Si donc, à l'inverse, Nicolas Sarkozy se tient plus près des intérêts traditionnellement représentés par la droite, il court le risque de voir grossir les rangs de ceux qui, comme en Guadeloupe, ont voulu et voudront davantage en découdre. Avec une perspective de plus en plus ouvertement politique. Car à n'en pas douter, la Guadeloupe a vu s'affirmer un leader politique dont l'objectif presque explicite est l'indépendance.

Le moment ressemble à celui qui a vu, à l'orée des années 1980, s'affirmer, plus ouvertement il est vrai, un mouvement indépendantiste kanak, en Nouvelle-Calédonie. Alors, Elie Domota-Jean-Marie Tjibaou, même combat?

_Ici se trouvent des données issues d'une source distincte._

//! Environment.
use super::{ActionSpace, Info, Obs, Step};
use crate::record::Record;
use anyhow::Result;

/// Represents an environment with a discrete action set.
pub trait Env {
    /// Configurations.
    type Config: Clone;

    /// Observation of the environment.
    type Obs: Obs;

    /// Information in the [`Step`] object.
    type Info: Info;

    /// Builds an environment with a given random seed.
    fn build(config: &Self::Config, seed: i64) -> Result<Self>
    where
        Self: Sized;

    /// Performes an environment step with action index `act`.
    fn step(&mut self, act: usize) -> (Step<Self>, Record)
    where
        Self: Sized;

    /// Resets the environment and returns the initial observation.
    fn reset(&mut self) -> Result<Self::Obs>;

    /// Resets the environment with a given index.
    ///
    /// The index is used in an arbitrary way. For example, it can be used as a random seed,
    /// which is useful when evaluation of a trained agent. This method is called
    /// in [`DefaultEvaluator`](crate::DefaultEvaluator).
    fn reset_with_index(&mut self, ix: usize) -> Result<Self::Obs>;

    /// Returns the legal actions.
    fn action_space(&self) -> ActionSpace;
}
//! Errors in the library.
use std::{error::Error, path::PathBuf};
use thiserror::Error;

/// Errors raised by replay sampling, learning steps, checkpointing and records.
///
/// Fallible functions in this workspace return [`anyhow::Result`]; the kind of a
/// failure is recovered with `err.downcast_ref::<DqnError>()`.
#[derive(Error, Debug)]
pub enum DqnError {
    /// More transitions were requested than the replay memory holds.
    #[error("requested {requested} transitions, but the replay memory holds {available}")]
    InsufficientData {
        /// The requested batch size.
        requested: usize,

        /// The number of stored transitions.
        available: usize,
    },

    /// A loss or gradient became NaN or infinite.
    #[error("numeric instability: {0}")]
    NumericInstability(String),

    /// Reading or writing a checkpoint failed.
    #[error("checkpoint I/O failed at {path:?}")]
    CheckpointIo {
        /// The file or directory being accessed.
        path: PathBuf,

        /// The underlying failure.
        #[source]
        source: Box<dyn Error + Send + Sync>,
    },

    /// Record key error.
    #[error("Record key error: {0}")]
    RecordKeyError(String),

    /// Record value type error.
    #[error("Record value type error: {0}")]
    RecordValueTypeError(String),
}

impl DqnError {
    /// Wraps a persistence failure at `path`.
    pub fn checkpoint_io(
        path: impl Into<PathBuf>,
        source: impl Into<Box<dyn Error + Send + Sync>>,
    ) -> Self {
        Self::CheckpointIo {
            path: path.into(),
            source: source.into(),
        }
    }
}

Le rapprochement est tentant, mais ne convainc pas: même levier puissamment identitaire, certes, même aptitude au leadership, même conscience aigüe des injustices et des inégalités; mais Tjibaou était, en gestation et à l'échelle de son territoire, un émule de Mandela, qui souhaitait n'exclure personne, voulait rassembler «deux couleurs, un seul peuple», et cherchait à avancer par le dialogue des cultures, sa marque de fabrique, et non par l'affrontement.

J'ignore comment fonctionne ce gouvernement, mais il compte pourtant dans ses rangs un spécialiste authentique des situations de crise outre-mer, qu'il eut été utile de consulter: il pourra témoigner au moins de la difficulté de réformer, des obstacles et des menaces qu'il faut être prêt à affronter, des réseaux qu'il faut combattre et de ceux qui peuvent aider: il s'agit de Christian Blanc. Il a a vécu et géré la crise calédonienne aux cotés d'Edgard Pisani et qui prit part aux premiers accords de Matignon. C'est une leçon qui en vaut une autre, et qui peut aider à éviter d'autres erreurs de méthode ou d'appréciation, si vite interprétée  comme la marque du mépris métropolitain, et si vite exploitées. Exploitation qui elle aussi méprise le sort de celles et ceux à qui, en tout état de cause, il faudra laisser le dernier mot.